Matt shook his head, feeling his thoughts spinning out of control. Even though he wasn't holding it, he could still feel the utter wrongness of the twisted power that had created the innocent-looking notebook; the same power that must have twisted the Realm. "No. Wait. You said the King gave you that - thing?"

Barr nodded. "The King gave it to me, just as he gave one to all the other shinigami."

Matt frowned. This makes no sense. The King of Death would not destroy his own Realm. Besides, this - warping had already begun before he left the mortal world. Unless… "Barr," he asked quietly. "Was the Queen with the King when he spoke to you?"

"There is no Queen, only the King of Kings," Barr replied shortly. "All shinigami know that."

Matt clenched his hands into fists. Damn it. A false King. Usurper. Traitor! A trap, and we've all walked into it. Mello, you'd better be all right…

Barr seemed a little more alert now; he wore an anxious scowl. "Why are you asking all these questions? You look like a human, but you don't feel like one. You feel like a shinigami."

Matt's fingers were itching for a cigarette again; he put them in his pockets. "I am a shinigami." Risk nothing, win nothing, and he needed his fellow Guardian on his side, even if he had forgotten who he was. He eyed Barr carefully as he added, "I'm also a Guardian of Death."

Barr clutched his Death Note tighter with a clawed hand, stuffing it protectively back into the meager shelter of his coat. "Guardian?" he muttered. "I don't know what you're talking about. But you made me remember something. Something…"

"Barr!" Matt said sharply as the other seemed to be drifting off into a haze of thought. "I must know where the Prince is." He sighed as the brown-eyed shinigami only looked at him blankly and changed his tack. "If this 'King of Kings' had any prisoners, where would he keep them?"

Barr hunched his shoulders in an awkward shrug. "I think I heard somebody mention something - about humans locked up in the caves a little while ago," he said grudgingly. "I was bored. I wasn't paying attention."

"Can you take me there?"

The frilled shinigami stirred his pile of bones with one clawed hand, averting his eyes. "Why should I? It would be a lot of work to get up and go over there…"

"Because if you don't," Matt said, taking great care to emphasize every word, "you will never see that person you were looking for again. You'll sit here for the rest of your life, playing with skulls." He tossed the bleached thing he was holding down onto the rock in front of the shinigami. "Is that what you want, Barr?"

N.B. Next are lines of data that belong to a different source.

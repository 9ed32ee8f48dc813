use email_triage::application::ports::{FileLoader, FileLoaderError};
use email_triage::domain::{Document, DocumentFormat};
use email_triage::infrastructure::text_processing::PlainTextAdapter;

#[tokio::test]
async fn given_valid_utf8_bytes_when_extracting_then_returns_string() {
    let adapter = PlainTextAdapter;
    let text_bytes = "Olá, preciso de acesso ao sistema.".as_bytes();
    let document = Document::new(
        "email.txt".to_string(),
        DocumentFormat::Text,
        text_bytes.len() as u64,
    );

    let result = adapter.extract_text(text_bytes, &document).await;

    assert_eq!(result.unwrap(), "Olá, preciso de acesso ao sistema.");
}

#[tokio::test]
async fn given_invalid_utf8_bytes_when_extracting_then_returns_extraction_failed() {
    let adapter = PlainTextAdapter;
    let invalid_bytes: &[u8] = &[0xFF, 0xFE, 0xFD];
    let document = Document::new(
        "broken.txt".to_string(),
        DocumentFormat::Text,
        invalid_bytes.len() as u64,
    );

    let result = adapter.extract_text(invalid_bytes, &document).await;

    assert!(matches!(result, Err(FileLoaderError::ExtractionFailed(_))));
}

#[tokio::test]
async fn given_pdf_document_when_extracting_then_returns_unsupported() {
    let adapter = PlainTextAdapter;
    let data = b"some data";
    let document = Document::new("file.pdf".to_string(), DocumentFormat::Pdf, data.len() as u64);

    let result = adapter.extract_text(data, &document).await;

    assert!(matches!(result, Err(FileLoaderError::UnsupportedFormat(_))));
}
use std::fmt;

/// Steps an analysis request moves through, in order.
#[derive(Debug, Clone, Copy, PartialEq, Eq)]
pub enum PipelineStage {
    ReceivingInput,
    Extracting,
    Normalizing,
    Classifying,
    Done,
}

impl PipelineStage {
    pub fn as_str(&self) -> &'static str {
        match self {
            PipelineStage::ReceivingInput => "receiving_input",
            PipelineStage::Extracting => "extracting",
            PipelineStage::Normalizing => "normalizing",
            PipelineStage::Classifying => "classifying",
            PipelineStage::Done => "done",
        }
    }
}

impl fmt::Display for PipelineStage {
    fn fmt(&self, f: &mut fmt::Formatter<'_>) -> fmt::Result {
        f.write_str(self.as_str())
    }
}
use async_trait::async_trait;

use crate::application::ports::{FileLoader, FileLoaderError};
use crate::domain::{Document, DocumentFormat};

pub struct PlainTextAdapter;

#[async_trait]
impl FileLoader for PlainTextAdapter {
    async fn extract_text(
        &self,
        data: &[u8],
        document: &Document,
    ) -> Result<String, FileLoaderError> {
        if document.format != DocumentFormat::Text {
            return Err(FileLoaderError::UnsupportedFormat(
                document.format.to_string(),
            ));
        }

        std::str::from_utf8(data)
            .map(str::to_owned)
            .map_err(|e| FileLoaderError::ExtractionFailed(format!("invalid UTF-8 text: {e}")))
    }
}
use tracing_subscriber::layer::SubscriberExt;
use tracing_subscriber::util::SubscriberInitExt;
use tracing_subscriber::{EnvFilter, fmt};

use super::TracingConfig;

const DEFAULT_FILTER: &str = "info,email_triage=debug,tower_http=debug";

/// Installs the global subscriber. `RUST_LOG` overrides the default filter.
pub fn init_tracing(config: &TracingConfig) {
    let env_filter =
        EnvFilter::try_from_default_env().unwrap_or_else(|_| EnvFilter::new(DEFAULT_FILTER));

    let registry = tracing_subscriber::registry().with(env_filter);

    if config.json_format {
        registry
            .with(
                fmt::layer()
                    .json()
                    .with_target(true)
                    .with_current_span(true),
            )
            .init();
    } else {
        registry
            .with(
                fmt::layer()
                    .with_target(true)
                    .with_file(true)
                    .with_line_number(true),
            )
            .init();
    }

    tracing::info!(
        environment = %config.environment,
        json_format = config.json_format,
        "Tracing initialized"
    );
}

The black shinigami hesitated, and Matt held his breath. He could not imagine anything more insanely painful to a Guardian than knowing they had failed in their mission, but he could also feel the strength of the spell of forgetfulness and indifference weighing down on his mind. Who knew how long it had been since Barr had given way to it?

Finally Barr looked up, and Matt felt a dizzying wave of relief as he saw that the spark of painful hope had reignited in his eyes. "I'll take you there," the shinigami mumbled, pushing himself to his feet laboriously. Standing, he was a full two feet taller than Matt was. "If I could find them - if it wasn't a dream -"

"It wasn't a dream," Matt reassured him.